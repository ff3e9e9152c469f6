//! DSP building blocks
//!
//! - [`crossover`]: Linkwitz-Riley filters and the three-band split network
//! - [`compressor`]: per-band feed-forward compressor with level metering
//! - [`trim`]: smoothed input/output gain stages

pub mod compressor;
pub mod crossover;
pub mod trim;

pub use compressor::{BandCompressor, BandLevels};
pub use crossover::{CrossoverNetwork, FilterType, LinkwitzRileyFilter};
pub use trim::{LinearRamp, TrimStage, DEFAULT_RAMP_SECS};

/// Meter reading for silence (and anything quieter)
pub const METER_FLOOR_DB: f32 = -72.0;

/// Linear gain to decibels, floored at [`METER_FLOOR_DB`]
#[inline]
pub fn gain_to_db(gain: f32) -> f32 {
    if gain > 0.0 {
        (20.0 * gain.log10()).max(METER_FLOOR_DB)
    } else {
        METER_FLOOR_DB
    }
}

/// Decibels to linear gain
#[inline]
pub fn db_to_gain(db: f32) -> f32 {
    10.0_f32.powf(db / 20.0)
}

• _Work required_:
Output the data above without altering a line.

• _Exercise solution_:
repository ff3e9e9152c469f6
//! DSP building blocks
//!
//! - [`crossover`]: Linkwitz-Riley filters and the three-band split network
//! - [`compressor`]: per-band feed-forward compressor with level metering
//! - [`trim`]: smoothed input/output gain stages

pub mod compressor;
pub mod crossover;
pub mod trim;

pub use compressor::{BandCompressor, BandLevels};
pub use crossover::{CrossoverNetwork, FilterType, LinkwitzRileyFilter};
pub use trim::{LinearRamp, TrimStage, DEFAULT_RAMP_SECS};

/// Meter reading for silence (and anything quieter)
pub const METER_FLOOR_DB: f32 = -72.0;

/// Linear gain to decibels, floored at [`METER_FLOOR_DB`]
#[inline]
pub fn gain_to_db(gain: f32) -> f32 {
    if gain > 0.0 {
        (20.0 * gain.log10()).max(METER_FLOOR_DB)
    } else {
        METER_FLOOR_DB
    }
}

/// Decibels to linear gain
#[inline]
pub fn db_to_gain(db: f32) -> f32 {
    10.0_f32.powf(db / 20.0)
}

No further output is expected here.